Neuköllner Jugendliche verfilmen eine Geschichte aus ihrem Leben

Die Stimmung ist gespannt, der Drehtag fing mit Komplikationen an. „Einer der Hauptdarsteller wollte ein neues Sweatshirt, um weiterzuspielen. Da mussten wir ihm erst einmal erklären, warum das nicht geht“, berichtet Manuela Sharifi. Die Produzentin und Drehbuchautorin betreut den Workshop, bei dem Jugendliche aus Migranten-Familien nach einer eigenen Geschichte ein Drehbuch schreiben und verfilmen, gefördert von der Bundeszentrale für politische Bildung.

„Erzählt mir eure wahren Geschichten“, hat Manuela Sharifi die Jugendlichen aus dem Neuköllner Reuter-Kiez immer wieder aufgefordert. Am Anfang kamen nur Storys über Bandenkriege raus, aber damit war die Produzentin nicht zufrieden: „Ist das authentisch, kann das so passieren?“ Manuela Sharifi kennt das Leben zwischen den Kulturen: „Ich bin selbst halb persisch, halb deutsch.“ Heimat, Zugehörigkeit – all das interessierte sie. Acht Wochen hatte es gedauert, bis sie den Durchbruch erzielte: „Dann haben sie gemerkt, dass sie mich nicht verscheuchen können und ich sie wirklich ernst nehme.“

Schon lange habe niemand mehr diese Kids erreicht, sagt sie. Einer, der es dennoch geschafft hat, ist der Schauspieler Werner Daehn. In „Triple X“, einem Hollywood-Film, wie ihn die Jungs aus Neukölln gut finden, mit viel Action und Tempo, spielt Daehn einen Scharfschützen. Aber heute, mitten unter den Jugendlichen, ist er einer von ihnen. Am Set im Club „Icon“ in der Cantianstraße betreut Daehn sie, gibt Tipps für Stunt-Szenen und hat in ihrem Kurzfilm „Zwischen den Welten“ sogar einen kleinen Gastauftritt.

Eine Geschichte über Freundschaft, Liebe, Tradition sollte es werden. In einem Stadtteil wie Neukölln ein heikles Thema. In dem Film wird die türkische Dilek von dem aus Libanon stammenden Ahmad schwanger. Für den ist das schon ein Schock, und nun will Dileks Brüder Kemal auch noch die Familienehre rächen …
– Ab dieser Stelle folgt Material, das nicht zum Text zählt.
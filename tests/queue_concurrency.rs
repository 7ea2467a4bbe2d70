// ==============================================
// BLOCKING PRIORITY QUEUE CONCURRENCY TESTS (integration)
// ==============================================
//
// Multi-threaded producer/consumer and cancellation behavior. These need
// real parallel execution and cannot live inline.

use std::sync::{Arc, Barrier, Mutex};
use std::thread;
use std::time::{Duration, Instant};

use synckit::error::Cancelled;
use synckit::queue::{BlockingPriorityQueue, CancellationSource};

// ==============================================
// Exactly-once delivery under contention
// ==============================================
//
// P producers each add M distinct items; C consumers take until they hit a
// sentinel. Every produced item must be taken exactly once; nothing is
// duplicated or fabricated.

mod producer_consumer {
    use super::*;

    const PRODUCERS: usize = 4;
    const ITEMS_PER_PRODUCER: usize = 250;
    const CONSUMERS: usize = 3;
    // All real items are positive, so sentinels have the lowest priority
    // and drain only after everything else.
    const SENTINEL: u64 = 0;

    #[test]
    fn every_item_taken_exactly_once() {
        let queue: BlockingPriorityQueue<u64> = BlockingPriorityQueue::new();
        let barrier = Arc::new(Barrier::new(PRODUCERS + CONSUMERS));
        let taken = Arc::new(Mutex::new(Vec::new()));

        let consumers: Vec<_> = (0..CONSUMERS)
            .map(|_| {
                let queue = queue.clone();
                let barrier = barrier.clone();
                let taken = taken.clone();
                thread::spawn(move || {
                    barrier.wait();
                    let mut local = Vec::new();
                    loop {
                        let item = queue.take();
                        if item == SENTINEL {
                            break;
                        }
                        local.push(item);
                    }
                    taken.lock().unwrap().extend(local);
                })
            })
            .collect();

        let producers: Vec<_> = (0..PRODUCERS)
            .map(|producer| {
                let queue = queue.clone();
                let barrier = barrier.clone();
                thread::spawn(move || {
                    barrier.wait();
                    for i in 0..ITEMS_PER_PRODUCER {
                        queue.add((producer * ITEMS_PER_PRODUCER + i + 1) as u64);
                    }
                })
            })
            .collect();

        for handle in producers {
            handle.join().unwrap();
        }
        // One sentinel per consumer, added only after production finished.
        queue.add_many(std::iter::repeat(SENTINEL).take(CONSUMERS));
        for handle in consumers {
            handle.join().unwrap();
        }

        let mut seen = taken.lock().unwrap().clone();
        seen.sort_unstable();
        let expected: Vec<u64> = (1..=(PRODUCERS * ITEMS_PER_PRODUCER) as u64).collect();
        assert_eq!(seen, expected, "items lost, duplicated, or fabricated");
        assert!(queue.is_empty());
    }
}

// ==============================================
// Broadcast wake
// ==============================================

mod broadcast_wake {
    use super::*;

    #[test]
    fn every_parked_consumer_is_eventually_served() {
        const WAITERS: usize = 4;

        let queue: BlockingPriorityQueue<u32> = BlockingPriorityQueue::new();
        let barrier = Arc::new(Barrier::new(WAITERS + 1));

        let handles: Vec<_> = (0..WAITERS)
            .map(|_| {
                let queue = queue.clone();
                let barrier = barrier.clone();
                thread::spawn(move || {
                    barrier.wait();
                    queue.take()
                })
            })
            .collect();

        barrier.wait();
        // Give the waiters a moment to park before feeding them.
        thread::sleep(Duration::from_millis(50));
        queue.add_many([1, 2, 3, 4]);

        let mut served: Vec<u32> = handles
            .into_iter()
            .map(|handle| handle.join().unwrap())
            .collect();
        served.sort_unstable();
        assert_eq!(served, vec![1, 2, 3, 4]);
    }
}

// ==============================================
// Cancellation liveness
// ==============================================
//
// A consumer parked on take_with must observe a cancel signal promptly,
// without waiting out the queue's internal 30-second safety wake.

mod cancellation {
    use super::*;

    #[test]
    fn parked_consumer_unblocks_promptly_on_cancel() {
        let queue: BlockingPriorityQueue<u32> = BlockingPriorityQueue::new();
        let source = CancellationSource::new();
        let token = source.token();

        let consumer = {
            let queue = queue.clone();
            thread::spawn(move || {
                let started = Instant::now();
                let result = queue.take_with(&token);
                (result, started.elapsed())
            })
        };

        // Let the consumer reach the parked wait before signalling.
        thread::sleep(Duration::from_millis(100));
        source.cancel();

        let (result, elapsed) = consumer.join().unwrap();
        assert_eq!(result, Err(Cancelled));
        assert!(
            elapsed < Duration::from_secs(10),
            "cancel took {:?}, waiter must not sleep out the safety period",
            elapsed
        );
    }

    #[test]
    fn cancel_releases_multiple_waiters() {
        const WAITERS: usize = 3;

        let queue: BlockingPriorityQueue<u32> = BlockingPriorityQueue::new();
        let source = CancellationSource::new();
        let barrier = Arc::new(Barrier::new(WAITERS + 1));

        let handles: Vec<_> = (0..WAITERS)
            .map(|_| {
                let queue = queue.clone();
                let token = source.token();
                let barrier = barrier.clone();
                thread::spawn(move || {
                    barrier.wait();
                    queue.take_with(&token)
                })
            })
            .collect();

        barrier.wait();
        thread::sleep(Duration::from_millis(100));
        source.cancel();

        for handle in handles {
            assert_eq!(handle.join().unwrap(), Err(Cancelled));
        }
    }

    #[test]
    fn cancelled_waiter_leaves_elements_for_others() {
        let queue: BlockingPriorityQueue<u32> = BlockingPriorityQueue::new();
        let source = CancellationSource::new();
        let token = source.token();

        let consumer = {
            let queue = queue.clone();
            thread::spawn(move || queue.take_with(&token))
        };

        thread::sleep(Duration::from_millis(100));
        source.cancel();
        assert_eq!(consumer.join().unwrap(), Err(Cancelled));

        // The queue still works for everyone else.
        queue.add(7);
        assert_eq!(queue.take(), 7);
    }

    #[test]
    fn signal_racing_the_wait_window_is_never_lost() {
        // Cancel as close as possible to the consumer's park; the consumer
        // must return promptly whichever side of the window the signal hits.
        for _ in 0..50 {
            let queue: BlockingPriorityQueue<u32> = BlockingPriorityQueue::new();
            let source = CancellationSource::new();
            let token = source.token();
            let barrier = Arc::new(Barrier::new(2));

            let consumer = {
                let queue = queue.clone();
                let barrier = barrier.clone();
                thread::spawn(move || {
                    barrier.wait();
                    queue.take_with(&token)
                })
            };

            barrier.wait();
            source.cancel();

            assert_eq!(consumer.join().unwrap(), Err(Cancelled));
        }
    }
}

// ==============================================
// Mixed add / take ordering
// ==============================================

mod mixed_load {
    use super::*;

    #[test]
    fn concurrent_adds_preserve_priority_on_drain() {
        let queue: BlockingPriorityQueue<u64> = BlockingPriorityQueue::new();
        let barrier = Arc::new(Barrier::new(4));

        let handles: Vec<_> = (0..4u64)
            .map(|producer| {
                let queue = queue.clone();
                let barrier = barrier.clone();
                thread::spawn(move || {
                    barrier.wait();
                    for i in 0..100 {
                        queue.add(producer * 1_000 + i);
                    }
                })
            })
            .collect();
        for handle in handles {
            handle.join().unwrap();
        }

        // Single-threaded drain must be non-increasing.
        let mut previous = u64::MAX;
        while let Some(item) = queue.try_take() {
            assert!(item <= previous, "drain order regressed");
            previous = item;
        }
    }
}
Ist das authentisch? „Ja, einige der Jungs sind strenggläubig und haben bei der Diskussion gesagt, dass Kemal richtig handelt“, erzählt Melda Atalay alias Dilek. Die sechzehnjährige Deutschtürkin wohnt zwar in Reinickendorf, aber sie tanzt im Neuköllner Jugendzentrum „Manege“. Dort wurde sie von Manuela Sharifi angesprochen und machte nach anfänglichem Zögern mit – anders als die Mädchen aus dem Kiez, die nicht durften oder wollten. „Da ist eine grundsätzliche Angst, Grenzen zu überschreiten“, hat die Projektleiterin festgestellt. Darum geht es aber in dem Projekt: Die Jugendlichen sollen anfangen, über sich nachzudenken und zu reden, – und gehört werden.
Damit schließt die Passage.